*** Opening Record extracts ***
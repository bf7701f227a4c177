//! Bearer token authentication for user routes.

use axum::{
    body::Body,
    extract::State,
    http::{header, Request},
    middleware::Next,
    response::{IntoResponse, Response},
};
use shared::jwt::{Claims, JwtError, Permission};
use std::collections::BTreeSet;

use crate::app::AppState;
use crate::error::ApiError;

/// Verified identity placed in request extensions by [`require_user_auth`].
#[derive(Debug, Clone, PartialEq, Eq)]
pub struct UserAuth {
    pub user_id: i64,
    pub permissions: BTreeSet<Permission>,
}

impl UserAuth {
    pub fn has(&self, permission: Permission) -> bool {
        self.permissions.contains(&permission)
    }

    /// Fails with 403 when `permission` was not granted to the token.
    pub fn require(&self, permission: Permission) -> Result<(), ApiError> {
        if self.has(permission) {
            Ok(())
        } else {
            Err(ApiError::Forbidden(format!(
                "token does not grant the {} permission",
                permission
            )))
        }
    }
}

impl From<Claims> for UserAuth {
    fn from(claims: Claims) -> Self {
        Self {
            user_id: claims.user_id,
            permissions: claims.permissions,
        }
    }
}

/// Client-facing message for a rejected token.
fn rejection_message(err: &JwtError) -> &'static str {
    match err {
        JwtError::MissingAuthorization => "missing authorization header",
        JwtError::MalformedAuthorization => "authorization header must be a bearer token",
        JwtError::TokenExpired => "token has expired",
        _ => "invalid token",
    }
}

/// Rejects the request with 401 unless it carries a valid bearer token.
/// On success the [`UserAuth`] is stored in request extensions.
pub async fn require_user_auth(
    State(state): State<AppState>,
    mut req: Request<Body>,
    next: Next,
) -> Response {
    let header = req
        .headers()
        .get(header::AUTHORIZATION)
        .and_then(|v| v.to_str().ok());

    match state.tokens.verify_bearer(header) {
        Ok(claims) => {
            req.extensions_mut().insert(UserAuth::from(claims));
            next.run(req).await
        }
        Err(e) => {
            tracing::debug!("Token rejected: {}", e);
            ApiError::Unauthorized(rejection_message(&e).to_string()).into_response()
        }
    }
}
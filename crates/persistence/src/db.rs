//! Database connection pool management.

use sqlx::migrate::MigrateError;
use sqlx::postgres::PgPoolOptions;
use sqlx::PgPool;
use std::time::Duration;

/// Database configuration.
#[derive(Debug, Clone)]
pub struct DatabaseConfig {
    pub url: String,
    pub max_connections: u32,
    pub min_connections: u32,
    pub connect_timeout_secs: u64,
    pub idle_timeout_secs: u64,
}

/// Creates a PostgreSQL connection pool with the given configuration.
pub async fn create_pool(config: &DatabaseConfig) -> Result<PgPool, sqlx::Error> {
    tracing::debug!(
        max_connections = config.max_connections,
        min_connections = config.min_connections,
        "Creating database pool"
    );

    PgPoolOptions::new()
        .max_connections(config.max_connections)
        .min_connections(config.min_connections)
        .acquire_timeout(Duration::from_secs(config.connect_timeout_secs))
        .idle_timeout(Duration::from_secs(config.idle_timeout_secs))
        .connect(&config.url)
        .await
}

/// Applies the embedded migrations in `src/migrations`.
pub async fn run_migrations(pool: &PgPool) -> Result<(), MigrateError> {
    sqlx::migrate!("./src/migrations").run(pool).await
}
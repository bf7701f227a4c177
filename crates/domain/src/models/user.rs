//! User account domain models.

use chrono::{DateTime, Utc};
use serde::{Deserialize, Serialize};

/// A registered user.
#[derive(Debug, Clone, PartialEq, Eq, Serialize, Deserialize)]
pub struct User {
    pub id: i64,
    pub full_name: String,
    pub phone_number: String,
    #[serde(skip_serializing)] // Never serialize password hash to API responses
    pub password_hash: String,
    pub successful_login_count: i32,
    pub created_at: DateTime<Utc>,
    pub updated_at: DateTime<Utc>,
}

/// A validated registration, ready to be stored.
#[derive(Debug, Clone, PartialEq, Eq)]
pub struct NewUser {
    pub full_name: String,
    pub phone_number: String,
    /// Argon2id PHC string, never the plaintext password.
    pub password_hash: String,
}

/// Lookup criteria for users. Every criterion that is set must match.
#[derive(Debug, Clone, Default, PartialEq, Eq)]
pub struct UserFilter {
    pub user_id: Option<i64>,
    pub phone_number: Option<String>,
}

impl UserFilter {
    pub fn by_id(user_id: i64) -> Self {
        Self {
            user_id: Some(user_id),
            ..Default::default()
        }
    }

    pub fn by_phone_number(phone_number: impl Into<String>) -> Self {
        Self {
            phone_number: Some(phone_number.into()),
            ..Default::default()
        }
    }

    /// True when no criterion is set.
    pub fn is_empty(&self) -> bool {
        self.user_id.is_none() && self.phone_number.is_none()
    }

    /// Whether `user` satisfies every criterion of this filter.
    pub fn matches(&self, user: &User) -> bool {
        self.user_id.map_or(true, |id| user.id == id)
            && self
                .phone_number
                .as_deref()
                .map_or(true, |phone| user.phone_number == phone)
    }
}

/// Partial profile update. `None` fields keep their stored value.
#[derive(Debug, Clone, PartialEq, Eq)]
pub struct UserPatch {
    pub id: i64,
    pub full_name: Option<String>,
    pub phone_number: Option<String>,
}

impl UserPatch {
    pub fn new(id: i64) -> Self {
        Self {
            id,
            full_name: None,
            phone_number: None,
        }
    }

    /// Applies the patch to `user`, refreshing `updated_at`.
    pub fn apply(&self, user: &mut User, now: DateTime<Utc>) {
        if let Some(full_name) = &self.full_name {
            user.full_name = full_name.clone();
        }
        if let Some(phone_number) = &self.phone_number {
            user.phone_number = phone_number.clone();
        }
        user.updated_at = now;
    }
}
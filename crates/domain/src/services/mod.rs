//! Domain services for the user service.
//!
//! Services define the contracts business logic depends on.

pub mod user_store;

pub use user_store::{StoreError, UserStore};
*** Closing Record extracts ***
Check each line above for the string "with" and copy every line that has it.

Task output »
    /// Fails with 403 when `permission` was not granted to the token.
/// Rejects the request with 401 unless it carries a valid bearer token.
/// Creates a PostgreSQL connection pool with the given configuration.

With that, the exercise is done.